Lisa Lampanelli knows how to put her audiences to the test. The Queen of Mean is funny, but she builds her jokes on a foundation of offensive viewpoints: Arabs smell bad. Black men are lazy. Gay men perform repulsive sexual acts.

With a different style of delivery, Lampanelli’s routine at the Melody Tent on Aug. 5 would constitute a hate crime. But she’s so far over the top, that it was hard not to laugh – even if you were simultaneously thinking, “I shouldn’t be laughing at this.”

Lampanelli’s rude humor was only amplified by her use of language that would make George Carlin blush. Most of her jokes couldn’t be printed in a newspaper, like when she rattled off a series of punchlines about her fiance’s “nutsack” (its unusually large, she says) or said that male genitalia looked like Foghorn Leghorn.

Lampanelli managed to skewer just about every ethnic group. “The only thing shorter than a Jew’s penis is a black guy’s to-do list,” she said. Picking on different audience members, she made a distinction between “slurpee Indians” and “casino Indians.”

Gays are one of her favorite targets. Pointing at one audience member, she said, “He’s so gay, he shits skittles.” Then she added, “I love the gays. Thank you for showing up. I guess there’s nothing on Bravo tonight.”

She also poked fun at herself and her fiancé, a muscular Italian guy. “We made love under an airline blanket,” she said. “The woman in between us was a little put off.”

Lampanelli plugged her appearance in a comedy roast of David Hasselhoff  (debuting Aug. 15 on Comedy Central) by saying the “Baywatch” star’s “liver is so fat and broke it could have starred in ‘Precious.’” She also poked barbed fun at Michael Jackson, Gene Simmons, Flavor Flav, George Hamilton and other celebs.
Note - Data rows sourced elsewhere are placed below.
// Types for PHP declarations extracted from source text
//
// Only the parts of a class the mappers need are kept: header, imports,
// attributes, traits, properties (with raw default text) and methods.

use serde::{Deserialize, Serialize};
use std::path::PathBuf;

/// Kind of top-level type declaration
#[derive(Debug, Clone, Copy, PartialEq, Eq, Hash, Serialize, Deserialize, Default)]
#[serde(rename_all = "lowercase")]
pub enum TypeKind {
    #[default]
    Class,
    Interface,
    Trait,
    Enum,
}

impl TypeKind {
    pub fn from_keyword(keyword: &str) -> Option<Self> {
        match keyword {
            "class" => Some(TypeKind::Class),
            "interface" => Some(TypeKind::Interface),
            "trait" => Some(TypeKind::Trait),
            "enum" => Some(TypeKind::Enum),
            _ => None,
        }
    }
}

/// Member visibility
#[derive(Debug, Clone, Copy, PartialEq, Eq, Hash, Serialize, Deserialize, Default)]
#[serde(rename_all = "lowercase")]
pub enum Visibility {
    #[default]
    Public,
    Protected,
    Private,
}

impl Visibility {
    pub fn from_keyword(keyword: &str) -> Option<Self> {
        match keyword {
            "public" | "var" => Some(Visibility::Public),
            "protected" => Some(Visibility::Protected),
            "private" => Some(Visibility::Private),
            _ => None,
        }
    }
}

/// A `use` import at file level
#[derive(Debug, Clone, PartialEq, Eq, Serialize, Deserialize)]
pub struct UseImport {
    /// Fully-qualified imported name, without a leading backslash
    pub name: String,
    pub alias: Option<String>,
}

impl UseImport {
    pub fn new(name: &str) -> Self {
        Self {
            name: name.trim_start_matches('\\').to_string(),
            alias: None,
        }
    }

    pub fn with_alias(name: &str, alias: &str) -> Self {
        Self {
            name: name.trim_start_matches('\\').to_string(),
            alias: Some(alias.to_string()),
        }
    }

    /// Name as used in code (alias if present, otherwise last segment)
    pub fn used_name(&self) -> &str {
        match &self.alias {
            Some(alias) => alias,
            None => short_name(&self.name),
        }
    }
}

/// A function or method parameter
#[derive(Debug, Clone, PartialEq, Eq, Serialize, Deserialize, Default)]
pub struct Parameter {
    pub name: String,
    pub type_hint: Option<String>,
    pub nullable: bool,
    pub has_default: bool,
    pub default: Option<String>,
    pub variadic: bool,
    pub by_reference: bool,
    /// Visibility when promoted to a property
    pub promoted: Option<Visibility>,
}

impl Parameter {
    pub fn new(name: &str) -> Self {
        Self {
            name: name.to_string(),
            ..Default::default()
        }
    }

    pub fn typed(name: &str, type_hint: &str) -> Self {
        Self {
            name: name.to_string(),
            type_hint: Some(type_hint.to_string()),
            nullable: type_hint.starts_with('?'),
            ..Default::default()
        }
    }

    /// Type hint without the nullable marker
    pub fn bare_type(&self) -> Option<&str> {
        self.type_hint.as_deref().map(|t| t.trim_start_matches('?'))
    }

    /// Render as `Type $name`
    pub fn display(&self) -> String {
        match &self.type_hint {
            Some(t) => format!("{} ${}", t, self.name),
            None => format!("${}", self.name),
        }
    }
}

/// A class method
#[derive(Debug, Clone, PartialEq, Eq, Serialize, Deserialize)]
pub struct Method {
    pub name: String,
    pub visibility: Visibility,
    pub is_static: bool,
    pub is_abstract: bool,
    pub parameters: Vec<Parameter>,
    pub return_type: Option<String>,
    /// Text between the outer braces, absent for abstract methods
    pub body: Option<String>,
    pub line: usize,
}

impl Method {
    pub fn new(name: &str) -> Self {
        Self {
            name: name.to_string(),
            visibility: Visibility::Public,
            is_static: false,
            is_abstract: false,
            parameters: Vec::new(),
            return_type: None,
            body: None,
            line: 0,
        }
    }

    /// Magic methods other than `__invoke`
    pub fn is_magic(&self) -> bool {
        self.name.starts_with("__") && self.name != "__invoke"
    }

    pub fn body_text(&self) -> &str {
        self.body.as_deref().unwrap_or("")
    }
}

/// A class property
#[derive(Debug, Clone, PartialEq, Eq, Serialize, Deserialize)]
pub struct Property {
    pub name: String,
    pub visibility: Visibility,
    pub is_static: bool,
    pub type_hint: Option<String>,
    /// Raw default value text
    pub default: Option<String>,
}

/// A `#[Name(arguments)]` attribute
#[derive(Debug, Clone, PartialEq, Eq, Serialize, Deserialize)]
pub struct Attribute {
    pub name: String,
    /// Raw text between the parentheses
    pub arguments: String,
}

/// A parsed PHP type declaration
#[derive(Debug, Clone, PartialEq, Eq, Serialize, Deserialize)]
pub struct PhpClass {
    pub path: PathBuf,
    pub namespace: Option<String>,
    pub name: String,
    pub kind: TypeKind,
    pub is_abstract: bool,
    pub is_final: bool,
    /// Parent as written in source
    pub extends: Option<String>,
    /// Interfaces as written in source
    pub interfaces: Vec<String>,
    /// Traits as written in source
    pub traits: Vec<String>,
    pub imports: Vec<UseImport>,
    pub attributes: Vec<Attribute>,
    pub properties: Vec<Property>,
    pub methods: Vec<Method>,
}

impl PhpClass {
    pub fn new(path: PathBuf, namespace: Option<String>, name: &str) -> Self {
        Self {
            path,
            namespace,
            name: name.to_string(),
            kind: TypeKind::Class,
            is_abstract: false,
            is_final: false,
            extends: None,
            interfaces: Vec::new(),
            traits: Vec::new(),
            imports: Vec::new(),
            attributes: Vec::new(),
            properties: Vec::new(),
            methods: Vec::new(),
        }
    }

    /// Namespace + name
    pub fn fq_name(&self) -> String {
        match &self.namespace {
            Some(ns) if !ns.is_empty() => format!("{}\\{}", ns, self.name),
            _ => self.name.clone(),
        }
    }

    /// Concrete class that can be instantiated
    pub fn is_concrete(&self) -> bool {
        self.kind == TypeKind::Class && !self.is_abstract
    }

    pub fn method(&self, name: &str) -> Option<&Method> {
        self.methods.iter().find(|m| m.name == name)
    }

    pub fn has_method(&self, name: &str) -> bool {
        self.method(name).is_some()
    }

    pub fn constructor(&self) -> Option<&Method> {
        self.method("__construct")
    }

    pub fn property(&self, name: &str) -> Option<&Property> {
        self.properties.iter().find(|p| p.name == name)
    }

    pub fn attribute(&self, short: &str) -> Option<&Attribute> {
        self.attributes
            .iter()
            .find(|a| short_name(&a.name) == short)
    }

    /// Public, non-magic methods
    pub fn public_methods(&self) -> impl Iterator<Item = &Method> {
        self.methods
            .iter()
            .filter(|m| m.visibility == Visibility::Public && !m.is_magic())
    }

    /// Resolve a name as written in this file to a fully-qualified name
    pub fn resolve(&self, raw: &str) -> String {
        qualify(raw, self.namespace.as_deref(), &self.imports)
    }

    pub fn resolved_parent(&self) -> Option<String> {
        self.extends.as_deref().map(|p| self.resolve(p))
    }

    pub fn resolved_interfaces(&self) -> Vec<String> {
        self.interfaces.iter().map(|i| self.resolve(i)).collect()
    }

    pub fn resolved_traits(&self) -> Vec<String> {
        self.traits.iter().map(|t| self.resolve(t)).collect()
    }

    /// Whether a trait with this short name is used directly
    pub fn uses_trait(&self, short: &str) -> bool {
        self.traits.iter().any(|t| short_name(t) == short)
    }

    /// Whether an interface with this short name is implemented directly
    pub fn implements(&self, short: &str) -> bool {
        self.interfaces.iter().any(|i| short_name(i) == short)
    }
}

/// Last segment of a backslash-separated name
pub fn short_name(name: &str) -> &str {
    name.rsplit('\\').next().unwrap_or(name)
}

/// Everything before the last backslash
pub fn namespace_of(name: &str) -> &str {
    let trimmed = name.trim_start_matches('\\');
    match trimmed.rfind('\\') {
        Some(idx) => &trimmed[..idx],
        None => "",
    }
}

/// Resolve a name through `use` imports only, `None` if nothing matches
pub fn resolve_import(raw: &str, imports: &[UseImport]) -> Option<String> {
    if let Some(stripped) = raw.strip_prefix('\\') {
        return Some(stripped.to_string());
    }
    let (head, rest) = match raw.find('\\') {
        Some(idx) => (&raw[..idx], Some(&raw[idx + 1..])),
        None => (raw, None),
    };
    imports
        .iter()
        .find(|i| i.used_name() == head)
        .map(|i| match rest {
            Some(rest) => format!("{}\\{}", i.name, rest),
            None => i.name.clone(),
        })
}

/// Resolve a name using PHP's rules: leading backslash, imports, namespace
pub fn qualify(raw: &str, namespace: Option<&str>, imports: &[UseImport]) -> String {
    let raw = raw.trim();
    if let Some(resolved) = resolve_import(raw, imports) {
        return resolved;
    }
    match namespace {
        Some(ns) if !ns.is_empty() => format!("{}\\{}", ns, raw),
        _ => raw.to_string(),
    }
}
But no matter what, she couldn’t coax a boo from the crowd. After making a wisecrack about Sarah Palin’s youngest child, who has Down syndrome, she said, “That joke always gets one or two moans. But not you, you evil people.”

The surprising thing is that there’s a tiny chance her show at the Melody Tent was toned down just a little bit. She introduced a couple in front-row seats as her parents.

Opening the show was Mike Morse. Some of his punchlines were a bit predictable (when his wife gave birth, he was “locked in a room with no booze, no TV and an angry woman”), but he also scored some laughs. He started out by saying that the wind-chill factor represents a concept that could be used elsewhere. “I’ve worked for 45 minutes, but because of the ‘(jerk) boss factor,’ it feels like nine hours. I’m putting in for overtime.”

He’s not nearly as outrageous as  Lampanelli, but he delivered some lines that made you laugh and cringe. He said his 5-year-old son has ADHD, “which means he’s really hyper, but he gets great television reception.”